** Supplied data **
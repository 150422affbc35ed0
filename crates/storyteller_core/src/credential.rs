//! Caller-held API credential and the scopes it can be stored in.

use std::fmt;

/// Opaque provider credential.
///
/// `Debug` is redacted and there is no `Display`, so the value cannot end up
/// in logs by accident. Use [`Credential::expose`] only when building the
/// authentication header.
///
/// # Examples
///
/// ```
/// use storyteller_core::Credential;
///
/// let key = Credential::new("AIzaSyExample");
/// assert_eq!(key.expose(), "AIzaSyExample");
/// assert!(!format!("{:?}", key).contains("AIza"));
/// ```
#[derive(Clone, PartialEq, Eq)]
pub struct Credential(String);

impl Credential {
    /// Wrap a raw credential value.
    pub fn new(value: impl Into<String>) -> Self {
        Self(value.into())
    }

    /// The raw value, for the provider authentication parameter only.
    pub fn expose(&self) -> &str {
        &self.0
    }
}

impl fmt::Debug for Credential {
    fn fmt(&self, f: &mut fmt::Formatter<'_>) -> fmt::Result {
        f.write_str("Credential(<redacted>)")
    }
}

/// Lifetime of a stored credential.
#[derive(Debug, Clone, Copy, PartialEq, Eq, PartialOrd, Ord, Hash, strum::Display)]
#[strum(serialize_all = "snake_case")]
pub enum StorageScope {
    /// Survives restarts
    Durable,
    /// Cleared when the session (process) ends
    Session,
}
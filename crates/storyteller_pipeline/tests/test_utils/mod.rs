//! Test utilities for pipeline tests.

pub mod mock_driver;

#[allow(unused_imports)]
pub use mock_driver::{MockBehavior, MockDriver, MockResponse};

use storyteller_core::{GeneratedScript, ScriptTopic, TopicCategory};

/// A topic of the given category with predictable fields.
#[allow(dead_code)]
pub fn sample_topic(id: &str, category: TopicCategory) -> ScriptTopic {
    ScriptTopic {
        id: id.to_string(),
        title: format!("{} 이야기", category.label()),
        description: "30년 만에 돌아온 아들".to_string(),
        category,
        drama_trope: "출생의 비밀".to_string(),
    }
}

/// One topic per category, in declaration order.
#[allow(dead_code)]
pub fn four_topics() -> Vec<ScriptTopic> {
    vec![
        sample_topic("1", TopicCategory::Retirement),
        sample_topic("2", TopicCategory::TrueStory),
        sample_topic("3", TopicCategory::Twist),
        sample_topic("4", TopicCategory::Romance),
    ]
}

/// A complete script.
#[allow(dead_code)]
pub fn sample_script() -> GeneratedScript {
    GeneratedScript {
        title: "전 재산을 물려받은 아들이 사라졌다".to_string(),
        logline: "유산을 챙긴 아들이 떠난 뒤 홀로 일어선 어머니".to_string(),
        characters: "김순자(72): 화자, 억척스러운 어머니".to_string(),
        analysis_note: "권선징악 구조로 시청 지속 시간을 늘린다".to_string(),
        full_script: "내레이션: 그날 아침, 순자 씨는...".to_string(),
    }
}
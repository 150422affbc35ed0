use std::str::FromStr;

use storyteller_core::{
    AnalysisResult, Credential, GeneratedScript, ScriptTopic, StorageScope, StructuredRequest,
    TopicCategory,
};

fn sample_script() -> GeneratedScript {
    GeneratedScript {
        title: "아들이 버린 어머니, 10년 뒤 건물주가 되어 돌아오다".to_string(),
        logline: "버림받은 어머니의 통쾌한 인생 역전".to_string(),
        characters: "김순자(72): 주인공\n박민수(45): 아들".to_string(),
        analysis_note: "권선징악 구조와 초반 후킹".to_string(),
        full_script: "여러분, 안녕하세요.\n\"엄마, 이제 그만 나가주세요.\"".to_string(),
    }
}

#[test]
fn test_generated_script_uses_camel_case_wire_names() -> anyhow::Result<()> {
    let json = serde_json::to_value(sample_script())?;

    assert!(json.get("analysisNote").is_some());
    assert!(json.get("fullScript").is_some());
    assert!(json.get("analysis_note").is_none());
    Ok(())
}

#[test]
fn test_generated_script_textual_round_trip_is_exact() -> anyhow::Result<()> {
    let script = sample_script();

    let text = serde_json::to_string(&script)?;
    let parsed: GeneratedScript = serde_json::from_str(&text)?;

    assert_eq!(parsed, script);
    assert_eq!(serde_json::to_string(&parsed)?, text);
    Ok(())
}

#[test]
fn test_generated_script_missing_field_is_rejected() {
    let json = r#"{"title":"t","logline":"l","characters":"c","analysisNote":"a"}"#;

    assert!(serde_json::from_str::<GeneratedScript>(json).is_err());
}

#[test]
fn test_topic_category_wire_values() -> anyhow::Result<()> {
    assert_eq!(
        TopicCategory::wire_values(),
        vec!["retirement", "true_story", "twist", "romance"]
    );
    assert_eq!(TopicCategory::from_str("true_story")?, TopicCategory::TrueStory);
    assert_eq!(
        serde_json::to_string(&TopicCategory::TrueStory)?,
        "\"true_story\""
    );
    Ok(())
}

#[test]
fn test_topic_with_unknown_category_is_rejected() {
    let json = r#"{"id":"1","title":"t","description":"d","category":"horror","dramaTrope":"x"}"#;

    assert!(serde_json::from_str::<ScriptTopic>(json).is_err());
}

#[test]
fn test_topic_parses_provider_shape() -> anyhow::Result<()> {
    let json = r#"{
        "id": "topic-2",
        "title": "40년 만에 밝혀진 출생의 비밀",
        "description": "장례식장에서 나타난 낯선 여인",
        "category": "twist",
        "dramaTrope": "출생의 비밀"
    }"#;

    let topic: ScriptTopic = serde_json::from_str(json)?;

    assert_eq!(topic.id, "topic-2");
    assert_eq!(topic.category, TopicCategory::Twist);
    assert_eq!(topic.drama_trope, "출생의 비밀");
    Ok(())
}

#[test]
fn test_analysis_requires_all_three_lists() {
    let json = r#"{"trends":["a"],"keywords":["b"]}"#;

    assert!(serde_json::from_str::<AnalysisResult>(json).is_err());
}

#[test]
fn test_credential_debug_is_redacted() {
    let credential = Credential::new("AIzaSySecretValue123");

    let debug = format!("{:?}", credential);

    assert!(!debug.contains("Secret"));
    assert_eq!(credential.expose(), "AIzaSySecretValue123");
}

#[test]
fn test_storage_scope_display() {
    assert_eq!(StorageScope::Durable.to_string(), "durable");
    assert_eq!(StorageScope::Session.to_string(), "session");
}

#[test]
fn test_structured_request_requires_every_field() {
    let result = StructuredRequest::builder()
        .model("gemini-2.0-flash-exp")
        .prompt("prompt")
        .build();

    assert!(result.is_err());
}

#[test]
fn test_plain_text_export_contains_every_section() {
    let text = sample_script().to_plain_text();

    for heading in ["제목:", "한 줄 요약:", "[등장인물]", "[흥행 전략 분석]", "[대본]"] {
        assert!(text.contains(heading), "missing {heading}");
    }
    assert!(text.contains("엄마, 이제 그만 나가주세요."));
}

** About this exercise **
In the material above, find the line containing "Self(value.into())" and the line containing "a stored credential.", then write out exactly those two lines and every line between them, and nothing more.

** Response to the task **
        Self(value.into())
    }

    /// The raw value, for the provider authentication parameter only.
    pub fn expose(&self) -> &str {
        &self.0
    }
}

impl fmt::Debug for Credential {
    fn fmt(&self, f: &mut fmt::Formatter<'_>) -> fmt::Result {
        f.write_str("Credential(<redacted>)")
    }
}

/// Lifetime of a stored credential.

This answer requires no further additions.